図4(a)はポンプロータ30Aを示す端面図であり、
図4(b)は
図4(a)のb-b線で切断した場合の断面図であり、
図4(c)は
図4(a)とは反対側の端面図であり、(d)は(c)のd-d線で切断した場合の断面図である。また、
図4(e)はポンプロータ30Aの外周面を示す説明図であり、その一部を取り出して拡大して示してある。
【0042】
本例のポンプロータ30Aの基本構成はポンプロータ30と同一であるので、
図4においてポンプロータ30の各部位と対応する部位には同一符号を付し、それらの説明は省略する。本例のポンプロータ30Aでは、そのロータ端面33に、直線状凸部35が形成されている。
【0043】
図4(c)において、一点鎖線Lは、ロータ端面33の長径位置を示す。直線状凸部35は一定幅の線状凸部であり、長軸位置Lにおいて、当該ロータ端面33の一方の外周縁端33eから他方の外周縁端33fまで延びている。また、直線状凸部35は、ロータ端面凸部33a(外周縁側凸部33c、内周縁側凸部33d)よりもポンプ室内側端面70の側に突出している。
【0044】
ポンプロータ30Aが回転すると、直線状凸部35は、第1隙間Δ1よりも狭い第4隙間で、ポンプ室内側端面70に沿って移動する。

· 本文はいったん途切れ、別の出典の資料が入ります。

use std::{sync::Arc, time::Duration};

use cap_std::fs_utf8::Dir;
use indexmap::IndexMap;
use miette::{Context, IntoDiagnostic, Result};
use raid_core::MapSourceConfig;
use tracing::debug;
use url::Url;

/// Where map documents come from. `fetch` returns the raw json text of `<map_name>.json`.
pub trait MapSource: Send + Sync {
    fn fetch(&self, map_name: &str) -> Result<String>;
    /// shown in logs
    fn describe(&self) -> String;
}

pub fn document_file_name(map_name: &str) -> String {
    format!("{map_name}.json")
}

pub struct HttpMapSource {
    base_url: Url,
    agent: ureq::Agent,
}

impl HttpMapSource {
    const TIMEOUT: Duration = Duration::from_secs(15);

    pub fn new(mut base_url: Url) -> Self {
        // without the trailing slash `join` would replace the last segment
        if !base_url.path().ends_with('/') {
            let path = format!("{}/", base_url.path());
            base_url.set_path(&path);
        }
        Self {
            base_url,
            agent: ureq::AgentBuilder::new().timeout(Self::TIMEOUT).build(),
        }
    }

    pub fn document_url(&self, map_name: &str) -> Result<Url> {
        self.base_url
            .join(&document_file_name(map_name))
            .into_diagnostic()
            .wrap_err_with(|| format!("invalid map name {map_name} for {}", self.base_url))
    }
}

impl MapSource for HttpMapSource {
    fn fetch(&self, map_name: &str) -> Result<String> {
        let url = self.document_url(map_name)?;
        debug!(%url, "fetching map document");
        self.agent
            .get(url.as_str())
            .call()
            .into_diagnostic()
            .wrap_err_with(|| format!("request for {url} failed"))?
            .into_string()
            .into_diagnostic()
            .wrap_err_with(|| format!("failed to read body of {url}"))
    }

    fn describe(&self) -> String {
        self.base_url.to_string()
    }
}

/// Reads `<map_name>.json` files from a directory.
pub struct DirMapSource {
    dir: Arc<Dir>,
}

impl DirMapSource {
    pub fn new(dir: Arc<Dir>) -> Self {
        Self { dir }
    }
}

impl MapSource for DirMapSource {
    fn fetch(&self, map_name: &str) -> Result<String> {
        let file_name = document_file_name(map_name);
        self.dir
            .read_to_string(&file_name)
            .into_diagnostic()
            .wrap_err_with(|| format!("failed to read map document {file_name}"))
    }

    fn describe(&self) -> String {
        "maps directory".to_string()
    }
}

/// Documents kept in memory, keyed by map name.
#[derive(Default)]
pub struct MemoryMapSource {
    documents: IndexMap<String, String>,
}

impl MemoryMapSource {
    pub fn new() -> Self {
        Self::default()
    }

    pub fn with_document(mut self, map_name: impl Into<String>, json: impl Into<String>) -> Self {
        self.documents.insert(map_name.into(), json.into());
        self
    }
}

impl MapSource for MemoryMapSource {
    fn fetch(&self, map_name: &str) -> Result<String> {
        self.documents
            .get(map_name)
            .cloned()
            .ok_or_else(|| miette::miette!("no map document named {map_name}"))
    }

    fn describe(&self) -> String {
        format!("{} in-memory documents", self.documents.len())
    }
}

/// Builds the source named by the viewer configuration.
/// Relative directories are created inside `root_dir` when missing.
pub fn map_source_from_config(
    config: &MapSourceConfig,
    root_dir: &Dir,
) -> Result<Arc<dyn MapSource>> {
    Ok(match config {
        MapSourceConfig::Http { base_url } => Arc::new(HttpMapSource::new(base_url.clone())),
        MapSourceConfig::Directory { path } => {
            root_dir
                .create_dir_all(path)
                .into_diagnostic()
                .wrap_err_with(|| format!("failed to create maps directory {path}"))?;
            let dir = root_dir
                .open_dir(path)
                .into_diagnostic()
                .wrap_err_with(|| format!("failed to open maps directory {path}"))?;
            Arc::new(DirMapSource::new(Arc::new(dir)))
        }
    })
}

#[cfg(test)]
mod tests {
    use super::*;
    use cap_std::ambient_authority;
    use cap_std::fs_utf8::camino::Utf8Path;
    use rstest::rstest;
    use similar_asserts::assert_eq;

    #[rstest]
    #[case("https://example.com/maps", "https://example.com/maps/armory.json")]
    #[case("https://example.com/maps/", "https://example.com/maps/armory.json")]
    #[case("https://example.com", "https://example.com/armory.json")]
    fn document_url_keeps_the_base_path(#[case] base: &str, #[case] expected: &str) {
        let source = HttpMapSource::new(Url::parse(base).unwrap());
        assert_eq!(source.document_url("armory").unwrap().as_str(), expected);
    }

    #[test]
    fn directory_source_reads_documents() {
        let tmp = tempfile::tempdir().unwrap();
        let root =
            Dir::open_ambient_dir(Utf8Path::from_path(tmp.path()).unwrap(), ambient_authority())
                .unwrap();
        let source = map_source_from_config(&MapSourceConfig::default(), &root).unwrap();
        assert!(source.fetch("farm").is_err());
        root.write("maps/farm.json", r#"{"mapName": "farm"}"#).unwrap();
        assert_eq!(source.fetch("farm").unwrap(), r#"{"mapName": "farm"}"#);
    }

    #[test]
    fn memory_source_misses_unknown_maps() {
        let source = MemoryMapSource::new().with_document("valley", "{}");
        assert_eq!(source.fetch("valley").unwrap(), "{}");
        assert!(source.fetch("factory").is_err());
    }
}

第4隙間は、直線状凸部35がポンプ室内側端面70に接触しない範囲で、なるべく狭くする。これにより、ポンプ室内側端面70に付着、堆積した生成物が効果的に直線状凸部35によって掻き取られる。ロータ端面33とポンプ室内側端面70との間に生成物が詰まり、ロータ回転に支障を来すなどの弊害を確実に解消できる。